14. The question whether a casual worker is entitled to regularization merely on completion of 240/206 days, as the case may be, in two consecutive years under DOP & T OM dated 26.10.1984 and OM dated 7.6.1988 was considered at length in the case of Prem Kumar (supra). In that case both these memoranda as also the 1993 Scheme and various case law including Mohan Pal (supra) were considered. The Court made the following observations:
10. The OM dated 07.06.1988 had been issued in terms of the Judgment rendered by the Hon'ble Supreme Court on 17.01.1986 in Surinder Singh Vs. Union of India, which lays down certain guidelines for recruitment of casual workers on daily wage basis. A perusal of the said OM indeed goes to show that it has been emphasized to minimize the number of casual workers and not to engage their service to the extent possible in future. Similarly, the earlier OM issued on 26.10.1984, those casual labourers who had been recruited through employment exchange and who have put in at least 240 days (206 days in the case of offices with 5 days week) of service for two year of service as daily wage workers were made eligible to be considered for regular appointment against a Group 'D' post subject to the condition that suitable vacancies to accommodate them were available. Subsequently, based on Judgment of this Bench of the Tribunal dated 16.02.1990 in Shri Raj Kamal and Ors. v. UOI, the DOP & T formulated a scheme which was titled "Casual Workers (Grant of Temporary Status and Regularization) Scheme of the Government of India, 1993" and notified the same on 10.09.1993, which also came into operation w.e.f. 01.09.1993
19. I may also note that in 2005 (1) SLR 39 Mahendra L. Jain and Ors. v. Indore Development Authority and Ors. the Hon'ble Supreme Court by placing reliance on another Judgment has held that the daily wagers in the absence of statutory provisions in this behalf would not be entitled to regularization. The process of regularization involves regular appointment, which can be done only in accordance with the prescribed procedure.

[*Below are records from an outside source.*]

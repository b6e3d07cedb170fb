use crate::Transport;
use std::{collections::HashMap, io};

#[derive(Clone, Copy, Debug, PartialEq, Eq)]
pub enum Op {
    Write(u8, u8),
    Read(u8),
}

/// Records every register access. Reads answer from `values` (0 when
/// unset), writes do not change what is read back.
#[derive(Default)]
pub struct MockBus {
    pub ops: Vec<Op>,
    pub values: HashMap<u8, u8>,
    /// Index of the write that fails with a NAK, counting from 0
    pub fail_write: Option<usize>,
    pub fail_read: bool,
}

impl MockBus {
    pub fn with_value(addr: u8, value: u8) -> Self {
        Self {
            values: HashMap::from([(addr, value)]),
            ..Default::default()
        }
    }

    pub fn writes(&self) -> Vec<(u8, u8)> {
        self.ops
            .iter()
            .filter_map(|op| match op {
                Op::Write(a, v) => Some((*a, *v)),
                Op::Read(_) => None,
            })
            .collect()
    }

    pub fn writes_to(&self, addr: u8) -> Vec<u8> {
        self.writes()
            .into_iter()
            .filter(|(a, _)| *a == addr)
            .map(|(_, v)| v)
            .collect()
    }
}

impl Transport for MockBus {
    fn write(&mut self, addr: u8, value: u8) -> io::Result<()> {
        if self.fail_write == Some(self.writes().len()) {
            return Err(io::Error::new(io::ErrorKind::BrokenPipe, "NAK"));
        }
        self.ops.push(Op::Write(addr, value));
        Ok(())
    }

    fn read(&mut self, addr: u8) -> io::Result<u8> {
        if self.fail_read {
            return Err(io::Error::new(io::ErrorKind::BrokenPipe, "NAK"));
        }
        self.ops.push(Op::Read(addr));
        Ok(self.values.get(&addr).copied().unwrap_or(0))
    }
}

20. No person appointed illegally or without following the procedure prescribed under law is entitled to claim that he should be continued in service and be regularized. Accordingly, I find no substance in the applicants' claim that they are entitled to regularization. Moreover, the OMs issued in the year 1984 and 1988 cannot be read in isolation and have to be read along with the Scheme notified by the DOP&T vide OM dated 10.09.1993, particularly when the latest scheme is also in vogue on the same subject and which scheme, in fact, has diluted the purport of earlier OMs of the year 1984 and 1988 considerably. I may also note that the validity of the said Scheme of 1993, particularly para 4.1 has been tested by the Hon'ble Supreme Court in UOI v. Mohan Pal (supra).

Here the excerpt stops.